Simon Erickson 29:01
Great, James. And then just any final thoughts, I know that you know quite a bit about what’s going on in China. There seems to be a lot of attention on it from an investing perspective. Any final thoughts for individual investors who might be interested in China right now?
James Early 29:13
Yeah, well, I’ll echo my response to that last question first. First of all, remember that the domestic Chinese stocks are not as down in the dumps as those traded in the US. So don’t just look at your US stocks. and think, oh, you know, Chinese stocks are all down. I want to bottomfish. They’re not, okay. Over the past year that the Shanghai Composite Index, I think it’s flat maybe down a bit.
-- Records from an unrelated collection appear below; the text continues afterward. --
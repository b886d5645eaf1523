use anyhow::{Context, Result};
use std::path::PathBuf;

use scope_resolver_core::Config;

use crate::display::describe_preference;

pub fn actions_command(cwd: Option<&str>, json: bool) -> Result<()> {
    let root = match cwd {
        Some(cwd) => PathBuf::from(cwd),
        None => std::env::current_dir().context("Failed to get current directory")?,
    };
    let config = Config::discover(&root)?;
    let actions = config.actions();

    if json {
        println!("{}", serde_json::to_string_pretty(&actions)?);
        return Ok(());
    }

    println!("⚙️  Actions ({})", actions.len());
    println!("{}", "=".repeat(80));
    for (name, preferences) in &actions {
        let origin = if config.actions.contains_key(name) {
            " (configured)"
        } else {
            ""
        };
        println!("\n{name}{origin}");
        for (position, preference) in preferences.iter().enumerate() {
            println!("   {}. {}", position + 1, describe_preference(preference));
        }
    }
    Ok(())
}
It’s kind of been up and down. It’s not down 25% like most of those traded in the US. I would be careful, I would understand the risk. The bull case is that there’s a government put meaning the government just won’t let these companies fail because that would affect social stability. Broadly speaking Though I would prepare for more regulation. China is moving rapidly towards a more regulated climate and depending on your perspective that’s either good or bad, but it is frankly the reality Simon so whatever you do make sure it holds up to that thesis because I think that’s the new reality.
Simon Erickson 30:18
Once again, James Early the CEO of Stansberry China, an expert on investing in China for several decades now. James, really appreciate you being on the 7investing podcast.
James Early 30:26
It’s my pleasure, Simon.
Simon Erickson 30:28
Thanks, everyone for tuning into this edition of our 7investing podcast. We are here to empower you to invest in your future. We are 7investing.